▶ **WHAT THIS TASK INVOLVES**
The reply to the records below should contain exactly the lines from the line with "for i in 0..900" through the line with "assert_eq!(w1.players[0].ship, w2.players[0].ship);", and nothing besides.

▶ **DATA SHOWN**
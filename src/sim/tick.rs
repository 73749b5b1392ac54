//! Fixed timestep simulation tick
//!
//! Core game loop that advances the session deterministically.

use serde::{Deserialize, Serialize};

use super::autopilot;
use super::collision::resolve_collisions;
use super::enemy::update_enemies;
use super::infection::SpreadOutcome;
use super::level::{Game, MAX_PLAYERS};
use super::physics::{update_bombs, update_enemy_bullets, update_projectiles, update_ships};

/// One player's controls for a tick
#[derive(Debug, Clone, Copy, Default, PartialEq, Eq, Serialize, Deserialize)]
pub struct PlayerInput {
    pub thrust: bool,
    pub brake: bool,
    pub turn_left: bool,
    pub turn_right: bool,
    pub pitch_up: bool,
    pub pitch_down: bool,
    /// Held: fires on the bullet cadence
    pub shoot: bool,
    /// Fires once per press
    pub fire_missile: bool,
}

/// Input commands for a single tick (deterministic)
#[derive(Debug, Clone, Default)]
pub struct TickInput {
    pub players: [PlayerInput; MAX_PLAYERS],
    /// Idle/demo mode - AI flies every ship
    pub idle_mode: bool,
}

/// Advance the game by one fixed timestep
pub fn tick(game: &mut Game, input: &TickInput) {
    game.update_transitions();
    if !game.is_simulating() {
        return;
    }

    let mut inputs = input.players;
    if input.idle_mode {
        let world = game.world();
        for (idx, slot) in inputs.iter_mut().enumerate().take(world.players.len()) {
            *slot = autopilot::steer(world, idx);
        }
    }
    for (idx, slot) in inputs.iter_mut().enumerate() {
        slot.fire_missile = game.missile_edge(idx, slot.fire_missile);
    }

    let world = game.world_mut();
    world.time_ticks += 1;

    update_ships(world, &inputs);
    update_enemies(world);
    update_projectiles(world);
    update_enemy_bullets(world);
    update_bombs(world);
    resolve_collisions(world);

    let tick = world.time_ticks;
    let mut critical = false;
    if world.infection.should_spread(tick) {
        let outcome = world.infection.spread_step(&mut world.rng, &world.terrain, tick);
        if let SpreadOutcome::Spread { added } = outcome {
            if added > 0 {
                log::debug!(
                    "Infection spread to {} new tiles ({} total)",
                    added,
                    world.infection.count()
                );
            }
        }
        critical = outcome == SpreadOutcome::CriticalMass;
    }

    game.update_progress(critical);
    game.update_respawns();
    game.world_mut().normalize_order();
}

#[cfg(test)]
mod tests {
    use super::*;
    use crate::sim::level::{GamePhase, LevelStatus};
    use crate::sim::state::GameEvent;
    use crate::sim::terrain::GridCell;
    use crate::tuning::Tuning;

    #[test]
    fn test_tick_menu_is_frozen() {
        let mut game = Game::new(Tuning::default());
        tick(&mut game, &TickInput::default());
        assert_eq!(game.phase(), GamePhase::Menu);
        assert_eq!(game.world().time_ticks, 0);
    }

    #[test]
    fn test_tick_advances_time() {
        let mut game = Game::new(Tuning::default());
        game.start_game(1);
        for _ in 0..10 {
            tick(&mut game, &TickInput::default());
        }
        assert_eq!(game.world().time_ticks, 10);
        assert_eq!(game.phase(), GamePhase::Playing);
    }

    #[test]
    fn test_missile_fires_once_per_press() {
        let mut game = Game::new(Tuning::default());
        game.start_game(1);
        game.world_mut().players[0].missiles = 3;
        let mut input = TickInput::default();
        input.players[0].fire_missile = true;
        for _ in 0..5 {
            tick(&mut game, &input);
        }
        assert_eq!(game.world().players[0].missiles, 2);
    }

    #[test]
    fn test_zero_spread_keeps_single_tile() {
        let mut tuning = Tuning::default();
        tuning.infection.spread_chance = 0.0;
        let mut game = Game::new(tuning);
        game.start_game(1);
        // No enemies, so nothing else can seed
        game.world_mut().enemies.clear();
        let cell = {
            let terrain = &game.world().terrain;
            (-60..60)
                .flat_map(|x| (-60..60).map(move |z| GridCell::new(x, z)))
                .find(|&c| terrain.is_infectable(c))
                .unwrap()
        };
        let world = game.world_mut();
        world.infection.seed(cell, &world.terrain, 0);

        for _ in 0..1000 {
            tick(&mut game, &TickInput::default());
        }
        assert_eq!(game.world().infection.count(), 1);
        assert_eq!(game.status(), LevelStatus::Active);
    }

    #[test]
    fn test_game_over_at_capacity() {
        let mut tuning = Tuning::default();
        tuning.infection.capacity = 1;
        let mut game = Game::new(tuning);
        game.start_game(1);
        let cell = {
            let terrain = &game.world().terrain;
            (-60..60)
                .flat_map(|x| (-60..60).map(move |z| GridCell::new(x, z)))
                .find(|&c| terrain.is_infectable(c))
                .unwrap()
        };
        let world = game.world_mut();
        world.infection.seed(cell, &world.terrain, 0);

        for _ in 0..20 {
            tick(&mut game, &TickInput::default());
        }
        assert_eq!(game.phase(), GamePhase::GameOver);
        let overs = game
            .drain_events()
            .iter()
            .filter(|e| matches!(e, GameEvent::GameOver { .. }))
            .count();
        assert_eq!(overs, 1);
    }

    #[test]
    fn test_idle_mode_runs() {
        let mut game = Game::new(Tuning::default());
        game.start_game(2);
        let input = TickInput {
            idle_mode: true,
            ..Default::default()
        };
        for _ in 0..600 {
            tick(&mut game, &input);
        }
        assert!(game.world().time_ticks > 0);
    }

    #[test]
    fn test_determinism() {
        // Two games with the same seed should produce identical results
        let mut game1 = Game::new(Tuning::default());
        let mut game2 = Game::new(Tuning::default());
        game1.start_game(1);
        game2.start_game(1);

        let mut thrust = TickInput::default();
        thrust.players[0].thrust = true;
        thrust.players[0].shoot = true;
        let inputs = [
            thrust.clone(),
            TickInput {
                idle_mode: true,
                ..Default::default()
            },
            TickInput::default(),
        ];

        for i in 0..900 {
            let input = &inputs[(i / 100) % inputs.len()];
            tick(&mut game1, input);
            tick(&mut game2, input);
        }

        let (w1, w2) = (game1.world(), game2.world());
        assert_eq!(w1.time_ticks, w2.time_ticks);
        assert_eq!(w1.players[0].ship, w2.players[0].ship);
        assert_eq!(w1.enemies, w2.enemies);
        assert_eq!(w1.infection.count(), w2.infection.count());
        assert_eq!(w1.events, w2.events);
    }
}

---

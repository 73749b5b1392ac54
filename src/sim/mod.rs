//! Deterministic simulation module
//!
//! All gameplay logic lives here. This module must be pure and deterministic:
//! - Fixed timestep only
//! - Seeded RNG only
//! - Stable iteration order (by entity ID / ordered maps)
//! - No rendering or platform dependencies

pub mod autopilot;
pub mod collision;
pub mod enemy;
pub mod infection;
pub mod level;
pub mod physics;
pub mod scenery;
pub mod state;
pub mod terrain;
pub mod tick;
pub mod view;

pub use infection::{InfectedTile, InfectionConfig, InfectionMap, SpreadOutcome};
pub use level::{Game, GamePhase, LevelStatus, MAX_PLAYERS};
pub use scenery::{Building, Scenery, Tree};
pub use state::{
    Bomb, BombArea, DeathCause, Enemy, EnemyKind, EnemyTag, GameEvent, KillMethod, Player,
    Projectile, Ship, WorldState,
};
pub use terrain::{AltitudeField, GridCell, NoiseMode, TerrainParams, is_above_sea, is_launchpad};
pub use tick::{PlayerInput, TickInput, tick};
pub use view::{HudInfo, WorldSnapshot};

...

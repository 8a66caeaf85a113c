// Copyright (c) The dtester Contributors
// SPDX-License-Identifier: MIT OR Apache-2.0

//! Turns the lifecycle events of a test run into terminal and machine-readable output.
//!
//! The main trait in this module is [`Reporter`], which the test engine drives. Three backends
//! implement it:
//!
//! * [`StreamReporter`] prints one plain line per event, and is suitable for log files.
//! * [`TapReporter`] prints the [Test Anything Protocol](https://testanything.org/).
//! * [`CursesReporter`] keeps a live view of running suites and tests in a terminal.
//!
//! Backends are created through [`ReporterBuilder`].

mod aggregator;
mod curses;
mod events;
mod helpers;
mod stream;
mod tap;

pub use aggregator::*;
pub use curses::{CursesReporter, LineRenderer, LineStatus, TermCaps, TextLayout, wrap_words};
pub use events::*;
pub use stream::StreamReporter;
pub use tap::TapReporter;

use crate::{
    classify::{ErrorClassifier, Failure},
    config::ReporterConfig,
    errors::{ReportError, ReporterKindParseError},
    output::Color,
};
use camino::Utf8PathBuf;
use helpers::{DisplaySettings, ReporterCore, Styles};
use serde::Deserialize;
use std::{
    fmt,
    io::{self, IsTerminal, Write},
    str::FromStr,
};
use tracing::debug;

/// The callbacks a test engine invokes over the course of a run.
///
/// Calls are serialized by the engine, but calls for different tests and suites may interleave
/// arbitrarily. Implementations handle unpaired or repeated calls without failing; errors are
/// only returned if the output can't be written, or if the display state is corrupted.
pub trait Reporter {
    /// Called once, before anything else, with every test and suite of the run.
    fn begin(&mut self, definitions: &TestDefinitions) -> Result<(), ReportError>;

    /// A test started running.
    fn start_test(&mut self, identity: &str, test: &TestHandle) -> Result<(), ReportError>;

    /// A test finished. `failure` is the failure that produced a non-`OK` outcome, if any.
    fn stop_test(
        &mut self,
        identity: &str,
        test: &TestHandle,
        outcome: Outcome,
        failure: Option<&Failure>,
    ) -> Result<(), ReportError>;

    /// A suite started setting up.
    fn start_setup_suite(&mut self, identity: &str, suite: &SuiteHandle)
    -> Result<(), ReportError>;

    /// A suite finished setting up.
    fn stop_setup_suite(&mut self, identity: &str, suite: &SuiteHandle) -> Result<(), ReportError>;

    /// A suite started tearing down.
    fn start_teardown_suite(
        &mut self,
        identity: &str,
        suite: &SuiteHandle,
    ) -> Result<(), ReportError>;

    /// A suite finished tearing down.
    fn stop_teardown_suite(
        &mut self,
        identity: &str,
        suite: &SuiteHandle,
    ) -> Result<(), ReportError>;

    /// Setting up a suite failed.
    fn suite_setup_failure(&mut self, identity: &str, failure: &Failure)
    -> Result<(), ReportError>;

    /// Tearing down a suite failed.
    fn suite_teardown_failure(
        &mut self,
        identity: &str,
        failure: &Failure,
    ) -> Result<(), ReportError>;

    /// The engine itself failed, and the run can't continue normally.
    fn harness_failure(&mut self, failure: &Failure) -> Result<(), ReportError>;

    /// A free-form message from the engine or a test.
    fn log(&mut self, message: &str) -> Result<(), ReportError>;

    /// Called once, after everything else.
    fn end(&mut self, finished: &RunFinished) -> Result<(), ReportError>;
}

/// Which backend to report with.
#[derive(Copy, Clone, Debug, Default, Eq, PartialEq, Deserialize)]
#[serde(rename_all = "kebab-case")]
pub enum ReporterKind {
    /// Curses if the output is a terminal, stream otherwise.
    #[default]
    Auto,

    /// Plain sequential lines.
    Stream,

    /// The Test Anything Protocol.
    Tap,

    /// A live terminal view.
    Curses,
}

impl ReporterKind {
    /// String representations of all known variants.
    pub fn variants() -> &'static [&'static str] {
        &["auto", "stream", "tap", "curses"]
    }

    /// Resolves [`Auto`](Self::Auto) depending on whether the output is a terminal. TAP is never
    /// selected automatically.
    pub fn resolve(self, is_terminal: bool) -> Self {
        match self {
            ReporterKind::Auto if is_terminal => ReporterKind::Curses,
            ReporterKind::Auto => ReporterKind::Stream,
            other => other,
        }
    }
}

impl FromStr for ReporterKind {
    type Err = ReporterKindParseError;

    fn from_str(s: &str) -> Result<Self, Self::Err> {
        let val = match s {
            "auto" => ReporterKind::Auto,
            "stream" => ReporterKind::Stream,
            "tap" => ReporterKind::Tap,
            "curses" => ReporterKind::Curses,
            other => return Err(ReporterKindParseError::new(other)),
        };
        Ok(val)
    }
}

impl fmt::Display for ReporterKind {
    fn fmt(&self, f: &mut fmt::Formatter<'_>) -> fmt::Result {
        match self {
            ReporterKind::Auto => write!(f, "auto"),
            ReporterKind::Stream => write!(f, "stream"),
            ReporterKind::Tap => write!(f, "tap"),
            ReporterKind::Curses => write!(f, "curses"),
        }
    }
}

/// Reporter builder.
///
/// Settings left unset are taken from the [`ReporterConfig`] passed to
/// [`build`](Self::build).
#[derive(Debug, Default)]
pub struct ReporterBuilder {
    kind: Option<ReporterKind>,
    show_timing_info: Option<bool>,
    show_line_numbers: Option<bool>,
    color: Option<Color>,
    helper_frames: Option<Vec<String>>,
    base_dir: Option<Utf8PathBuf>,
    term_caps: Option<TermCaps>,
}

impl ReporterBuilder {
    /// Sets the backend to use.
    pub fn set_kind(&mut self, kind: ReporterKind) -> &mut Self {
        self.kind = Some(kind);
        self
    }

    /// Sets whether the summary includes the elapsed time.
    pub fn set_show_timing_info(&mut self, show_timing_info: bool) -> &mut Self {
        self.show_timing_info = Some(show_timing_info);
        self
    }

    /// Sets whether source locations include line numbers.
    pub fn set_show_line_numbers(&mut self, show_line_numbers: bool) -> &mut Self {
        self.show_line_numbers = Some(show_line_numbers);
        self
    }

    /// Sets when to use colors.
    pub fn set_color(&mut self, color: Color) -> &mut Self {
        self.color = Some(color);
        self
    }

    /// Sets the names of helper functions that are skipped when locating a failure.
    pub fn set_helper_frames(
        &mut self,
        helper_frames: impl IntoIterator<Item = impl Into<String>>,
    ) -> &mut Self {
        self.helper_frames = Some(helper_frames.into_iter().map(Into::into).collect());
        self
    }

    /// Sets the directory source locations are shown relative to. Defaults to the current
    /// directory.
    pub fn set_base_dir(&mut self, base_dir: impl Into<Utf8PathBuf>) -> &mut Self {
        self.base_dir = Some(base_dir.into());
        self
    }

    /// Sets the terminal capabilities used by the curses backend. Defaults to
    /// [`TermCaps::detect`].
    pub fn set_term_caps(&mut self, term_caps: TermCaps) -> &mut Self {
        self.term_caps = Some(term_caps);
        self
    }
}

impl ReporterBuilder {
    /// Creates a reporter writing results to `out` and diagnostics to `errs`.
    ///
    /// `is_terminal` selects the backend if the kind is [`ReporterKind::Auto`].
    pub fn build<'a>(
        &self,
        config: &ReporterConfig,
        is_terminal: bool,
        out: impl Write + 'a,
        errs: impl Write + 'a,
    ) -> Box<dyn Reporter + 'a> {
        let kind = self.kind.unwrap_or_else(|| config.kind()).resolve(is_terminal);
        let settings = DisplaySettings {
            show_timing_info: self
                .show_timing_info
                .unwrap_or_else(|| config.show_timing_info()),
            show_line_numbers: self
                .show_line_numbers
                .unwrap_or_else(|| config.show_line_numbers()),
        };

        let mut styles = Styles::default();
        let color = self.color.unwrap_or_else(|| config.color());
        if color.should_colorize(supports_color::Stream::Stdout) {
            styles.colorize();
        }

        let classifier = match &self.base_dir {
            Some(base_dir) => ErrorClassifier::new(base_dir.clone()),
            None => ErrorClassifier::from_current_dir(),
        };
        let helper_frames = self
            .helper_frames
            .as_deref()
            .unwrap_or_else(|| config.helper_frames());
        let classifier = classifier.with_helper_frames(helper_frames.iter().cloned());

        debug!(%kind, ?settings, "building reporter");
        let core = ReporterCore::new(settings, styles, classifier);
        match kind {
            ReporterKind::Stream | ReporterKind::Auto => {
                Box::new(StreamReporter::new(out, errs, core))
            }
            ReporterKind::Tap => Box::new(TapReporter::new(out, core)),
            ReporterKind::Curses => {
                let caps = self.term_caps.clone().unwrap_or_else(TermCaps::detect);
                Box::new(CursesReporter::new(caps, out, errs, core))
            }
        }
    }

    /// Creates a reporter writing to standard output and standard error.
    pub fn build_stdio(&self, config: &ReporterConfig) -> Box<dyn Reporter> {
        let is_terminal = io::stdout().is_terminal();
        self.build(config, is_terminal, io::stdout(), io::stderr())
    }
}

▶ **EXPECTED ANSWER**
        for i in 0..900 {
            let input = &inputs[(i / 100) % inputs.len()];
            tick(&mut game1, input);
            tick(&mut game2, input);
        }

        let (w1, w2) = (game1.world(), game2.world());
        assert_eq!(w1.time_ticks, w2.time_ticks);
        assert_eq!(w1.players[0].ship, w2.players[0].ship);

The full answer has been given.